11. So far the testimonies mentioned relate to
the Latin Church. As regards the Greek Church, Cardinal Bona says that it is
not known whether in the early centuries it recalled the Roman pontiff in the
sacrifice of the Mass: "But whether in the first centuries Orthodox Greece
commemorated the Roman pontiff is unclear" (Rer. Liturgicar, bk. 2,
chap. 11, no. 3). Moreover Isaac Habertus admits that among the records of the
early age, he has found none to establish that it was customary in the Oriental
Church to commemorate the Roman pontiff during the celebration of Mass: "I
could wish it was done and if it had been done I would approve of it, but even
so I do not read that it was done." But he says that the name of the Roman
Pontiff had been added to that of the Patriarch in the time of Pope Nicholas I,
that is about 858, since the following words are found in several ancient
copies of the Holy Liturgy of John Chrysostom: "Long be the days of most
holy Nicholas the universal pope" (Observationes ad Pontificale
Graecorum, pt. 8, observ. 12).
But Antonelli, whom We have praised, argues in his dissertation
that it was customary in the Greek Church to commemorate the Roman Pontiff
during Mass long before the period assigned by Habertus.
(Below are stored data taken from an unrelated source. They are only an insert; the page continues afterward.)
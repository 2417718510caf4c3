//! formsmith core - server-side HTML form building.
//!
//! Provides the domain and application layers: option resolution, id
//! derivation, HTTP method spoofing, CSRF fields, Bootstrap-style markup and
//! the form-state stack, following hexagonal (ports and adapters)
//! architecture.
//!
//! ## Architecture Overview
//!
//! ```text
//! ┌─────────────────────────────────────────┐
//! │          formsmith-cli (CLI)            │
//! └──────────────────┬──────────────────────┘
//!                    │ calls
//!                    ▼
//! ┌─────────────────────────────────────────┐
//! │         Application Services            │
//! │   (FormBuilder, FormScope, Resolver)    │
//! └──────────────────┬──────────────────────┘
//!                    │ uses
//!                    ▼
//! ┌─────────────────────────────────────────┐
//! │      Application Ports (Traits)         │
//! │    (Router, CsrfTokenProvider, Bag)     │
//! └──────────────────┬──────────────────────┘
//!                    │ implemented by
//!                    ▼
//! ┌─────────────────────────────────────────┐
//! │    formsmith-adapters (Infrastructure)  │
//! └─────────────────────────────────────────┘
//!
//!   Domain layer (pure): config, identifier, markup, validation
//! ```
//!
//! ## Usage
//!
//! ```rust,ignore
//! use formsmith_core::prelude::*;
//!
//! let mut forms = FormBuilder::new(FormConfig::default(), router, csrf, errors);
//!
//! let mut html = forms.open_form("users.update", Some(BoundEntity::of(&user)), &Options::new());
//! html += &forms.email("email", Some("Email"), &Options::new().with("required", true))?;
//! html += &forms.close_form()?;
//! ```

pub mod domain;

pub mod application;

pub mod error;

// Public API - what external crates should use
pub mod prelude {
    pub use crate::application::{
        FormBuilder, FormScope,
        ports::{CsrfTokenProvider, ErrorBag, Router},
    };
    pub use crate::domain::{
        BoundEntity, FormConfig, HttpMethod, InputType, OptionValue, Options, RouteEntry,
    };
    pub use crate::error::{FormResult, FormsmithError};
}

pub const VERSION: &str = env!("CARGO_PKG_VERSION");
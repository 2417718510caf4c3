//! Domain value objects: HttpMethod, InputType, LabelPosition.
//!
//! # Design
//!
//! Pure value types with equality-by-value and no identity. Each has an
//! `as_str` form (what ends up in markup) and a `FromStr` parser (what users
//! type). The method decision table lives on [`HttpMethod`] itself so the
//! form renderer and the route resolver read it from one place.

use crate::domain::error::DomainError;
use crate::domain::identifier::kebab_case;
use serde::{Deserialize, Serialize};
use std::fmt;
use std::str::FromStr;

// ── HttpMethod ───────────────────────────────────────────────────────────────

/// The HTTP verb a form is meant to reach.
///
/// HTML forms can only submit GET or POST, so every other verb is sent as
/// POST with a `_method` hidden field carrying the real one.
#[derive(Debug, Clone, Default, PartialEq, Eq, Hash, Serialize, Deserialize)]
#[serde(try_from = "String", into = "String")]
pub enum HttpMethod {
    Get,
    #[default]
    Post,
    Put,
    Patch,
    Delete,
    /// Any other token (e.g. `OPTIONS`, `PURGE`), stored uppercased.
    Other(String),
}

impl HttpMethod {
    pub fn as_str(&self) -> &str {
        match self {
            Self::Get => "GET",
            Self::Post => "POST",
            Self::Put => "PUT",
            Self::Patch => "PATCH",
            Self::Delete => "DELETE",
            Self::Other(verb) => verb,
        }
    }

    /// Value of the `<form method="...">` attribute.
    pub fn form_method(&self) -> &'static str {
        match self {
            Self::Get => "get",
            _ => "post",
        }
    }

    /// Whether a `_method` hidden field must carry the real verb.
    pub fn requires_spoofing(&self) -> bool {
        !matches!(self, Self::Get | Self::Post)
    }

    /// Whether a `_token` hidden field must be emitted.
    pub fn requires_csrf(&self) -> bool {
        !matches!(self, Self::Get)
    }

    /// Infer the verb from a controller action name.
    ///
    /// Actions starting with a lowercase `get` are read-only; everything else
    /// posts. The check is case-sensitive: `GetReport` posts.
    pub fn infer_from_action(action: &str) -> Self {
        if action.starts_with("get") {
            Self::Get
        } else {
            Self::Post
        }
    }
}

impl fmt::Display for HttpMethod {
    fn fmt(&self, f: &mut fmt::Formatter<'_>) -> fmt::Result {
        f.write_str(self.as_str())
    }
}

impl FromStr for HttpMethod {
    type Err = DomainError;

    fn from_str(s: &str) -> Result<Self, Self::Err> {
        let trimmed = s.trim();
        if trimmed.is_empty() || !trimmed.chars().all(|c| c.is_ascii_alphabetic()) {
            return Err(DomainError::InvalidMethod(s.to_string()));
        }
        match trimmed.to_ascii_uppercase().as_str() {
            "GET" => Ok(Self::Get),
            "POST" => Ok(Self::Post),
            "PUT" => Ok(Self::Put),
            "PATCH" => Ok(Self::Patch),
            "DELETE" => Ok(Self::Delete),
            other => Ok(Self::Other(other.to_string())),
        }
    }
}

impl TryFrom<String> for HttpMethod {
    type Error = DomainError;

    fn try_from(value: String) -> Result<Self, Self::Error> {
        value.parse()
    }
}

impl From<HttpMethod> for String {
    fn from(method: HttpMethod) -> Self {
        method.as_str().to_string()
    }
}

// ── InputType ────────────────────────────────────────────────────────────────

/// Control types with a dedicated convenience method on the form builder.
///
/// To add a type: add the variant, its `as_str` arm, and an entry in `ALL`.
/// Parsing goes through the table, so nothing else changes.
#[derive(Debug, Clone, Copy, Default, PartialEq, Eq, Hash, Serialize, Deserialize)]
#[serde(rename_all = "kebab-case")]
pub enum InputType {
    #[default]
    Text,
    Password,
    File,
    Hidden,
    Color,
    Date,
    Datetime,
    DatetimeLocal,
    Email,
    Number,
    Range,
    Search,
    Tel,
    Time,
    Url,
    Month,
    Week,
}

impl InputType {
    pub const ALL: [InputType; 17] = [
        Self::Text,
        Self::Password,
        Self::File,
        Self::Hidden,
        Self::Color,
        Self::Date,
        Self::Datetime,
        Self::DatetimeLocal,
        Self::Email,
        Self::Number,
        Self::Range,
        Self::Search,
        Self::Tel,
        Self::Time,
        Self::Url,
        Self::Month,
        Self::Week,
    ];

    /// Value of the `type` attribute.
    pub const fn as_str(&self) -> &'static str {
        match self {
            Self::Text => "text",
            Self::Password => "password",
            Self::File => "file",
            Self::Hidden => "hidden",
            Self::Color => "color",
            Self::Date => "date",
            Self::Datetime => "datetime",
            Self::DatetimeLocal => "datetime-local",
            Self::Email => "email",
            Self::Number => "number",
            Self::Range => "range",
            Self::Search => "search",
            Self::Tel => "tel",
            Self::Time => "time",
            Self::Url => "url",
            Self::Month => "month",
            Self::Week => "week",
        }
    }

    /// Controls that must never be pre-filled from a bound entity.
    pub const fn accepts_value(&self) -> bool {
        !matches!(self, Self::Password | Self::File)
    }
}

impl fmt::Display for InputType {
    fn fmt(&self, f: &mut fmt::Formatter<'_>) -> fmt::Result {
        f.write_str(self.as_str())
    }
}

impl FromStr for InputType {
    type Err = DomainError;

    /// Accepts both the attribute spelling (`datetime-local`) and the method
    /// spelling (`datetimeLocal`).
    fn from_str(s: &str) -> Result<Self, Self::Err> {
        let wanted = kebab_case(s);
        Self::ALL
            .into_iter()
            .find(|t| t.as_str() == wanted)
            .ok_or_else(|| DomainError::UnknownInputType(s.to_string()))
    }
}

// ── LabelPosition ────────────────────────────────────────────────────────────

/// Where the `<label>` goes relative to its control.
#[derive(Debug, Clone, Copy, Default, PartialEq, Eq, Serialize, Deserialize)]
#[serde(rename_all = "lowercase")]
pub enum LabelPosition {
    #[default]
    Before,
    After,
}

impl LabelPosition {
    pub const fn as_str(&self) -> &'static str {
        match self {
            Self::Before => "before",
            Self::After => "after",
        }
    }
}

impl fmt::Display for LabelPosition {
    fn fmt(&self, f: &mut fmt::Formatter<'_>) -> fmt::Result {
        f.write_str(self.as_str())
    }
}

impl FromStr for LabelPosition {
    type Err = DomainError;

    fn from_str(s: &str) -> Result<Self, Self::Err> {
        match s.to_ascii_lowercase().as_str() {
            "before" => Ok(Self::Before),
            "after" => Ok(Self::After),
            other => Err(DomainError::InvalidLabelPosition(other.to_string())),
        }
    }
}

#[cfg(test)]
mod tests {
    use super::*;

    #[test]
    fn method_parsing_is_case_insensitive() {
        assert_eq!("get".parse::<HttpMethod>().unwrap(), HttpMethod::Get);
        assert_eq!("GET".parse::<HttpMethod>().unwrap(), HttpMethod::Get);
        assert_eq!("put".parse::<HttpMethod>().unwrap(), HttpMethod::Put);
        assert_eq!("Delete".parse::<HttpMethod>().unwrap(), HttpMethod::Delete);
    }

    #[test]
    fn unusual_verbs_are_kept_uppercased() {
        let method = "purge".parse::<HttpMethod>().unwrap();
        assert_eq!(method, HttpMethod::Other("PURGE".into()));
        assert_eq!(method.as_str(), "PURGE");
    }

    #[test]
    fn empty_or_garbage_method_is_rejected() {
        assert!("".parse::<HttpMethod>().is_err());
        assert!("po st".parse::<HttpMethod>().is_err());
        assert!("\"><script>".parse::<HttpMethod>().is_err());
    }

    #[test]
    fn decision_table() {
        assert_eq!(HttpMethod::Get.form_method(), "get");
        assert!(!HttpMethod::Get.requires_spoofing());
        assert!(!HttpMethod::Get.requires_csrf());

        assert_eq!(HttpMethod::Post.form_method(), "post");
        assert!(!HttpMethod::Post.requires_spoofing());
        assert!(HttpMethod::Post.requires_csrf());

        for method in [
            HttpMethod::Put,
            HttpMethod::Patch,
            HttpMethod::Delete,
            HttpMethod::Other("PURGE".into()),
        ] {
            assert_eq!(method.form_method(), "post");
            assert!(method.requires_spoofing());
            assert!(method.requires_csrf());
        }
    }

    #[test]
    fn action_prefix_inference_is_case_sensitive() {
        assert_eq!(
            HttpMethod::infer_from_action("getWithoutRouteName"),
            HttpMethod::Get
        );
        assert_eq!(
            HttpMethod::infer_from_action("postWithoutRouteName"),
            HttpMethod::Post
        );
        assert_eq!(HttpMethod::infer_from_action("GetReport"), HttpMethod::Post);
        assert_eq!(HttpMethod::infer_from_action("update"), HttpMethod::Post);
    }

    #[test]
    fn input_type_accepts_method_spelling() {
        assert_eq!(
            "datetimeLocal".parse::<InputType>().unwrap(),
            InputType::DatetimeLocal
        );
        assert_eq!(
            "datetime-local".parse::<InputType>().unwrap(),
            InputType::DatetimeLocal
        );
        assert_eq!("EMAIL".parse::<InputType>().unwrap(), InputType::Email);
        assert!("blob".parse::<InputType>().is_err());
    }

    #[test]
    fn every_input_type_round_trips_through_its_attribute() {
        for kind in InputType::ALL {
            assert_eq!(kind.as_str().parse::<InputType>().unwrap(), kind);
        }
    }

    #[test]
    fn secret_inputs_never_take_values() {
        assert!(!InputType::Password.accepts_value());
        assert!(!InputType::File.accepts_value());
        assert!(InputType::Email.accepts_value());
    }

    #[test]
    fn defaults_are_post_and_text() {
        assert_eq!(HttpMethod::default(), HttpMethod::Post);
        assert_eq!(InputType::default(), InputType::Text);
        assert_eq!(LabelPosition::default(), LabelPosition::Before);
    }

    #[test]
    fn label_position_parses() {
        assert_eq!("after".parse::<LabelPosition>().unwrap(), LabelPosition::After);
        assert!("left".parse::<LabelPosition>().is_err());
    }
}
He proves his point
especially by the fact reported by Nicephorus in his in Historia Ecclesiast.,
bk. 16, chap. 17, where he depends on the testimony of a more ancient and
serious historian, Basilius Cilix. Acacius, bishop of Constantinople, a
supporter of the Eutychian heresy, prevailed on the emperor Zeno to publish his
ill-fated edict, the Henoticon, which rendered void the definition of
the holy Council of Chalcedon which opposed the heresy of Eutyches. When Pope
Felix III could not ignore this and therefore deprived Acacius of communion, he
had the audacity in the year of the Lord 484 to erase the name of the Roman
pontiff Felix from the sacred diptychs in a new and hitherto unheard-of excess
of rashness. For this reason the memory of Acacius was then condemned. The
Greek church accepted this condemnation in the time of Pope Hormisdas and
Emperor Justin, although the two predecessors of Hormisdas, Anastasius 11 and
Symmachus, had failed to win this acceptance. So in the great church of
Constantinople (whose example was doubtless followed by the other lesser
churches of the east) the name of the Roman pontiff was in the sacred
diptychs; therefore it must be asserted that he was prayed for by name during
the celebration of Masses. Acacius is described as the first to erase this name
and his deed was on this account particularly punished since, without any
precedent, he committed a new sort of outrage till then unheard of, even though
in former times there had been no lack of offense and disagreements between the
Roman pontiffs and the bishops of the imperial city. It is thus abundantly
proved that long before the time of Acacius and so in the early centuries, the
name of the Roman pontiff was written in the sacred diptychs of the Greeks and
thus it was customary to pray for him during the celebration of Mass.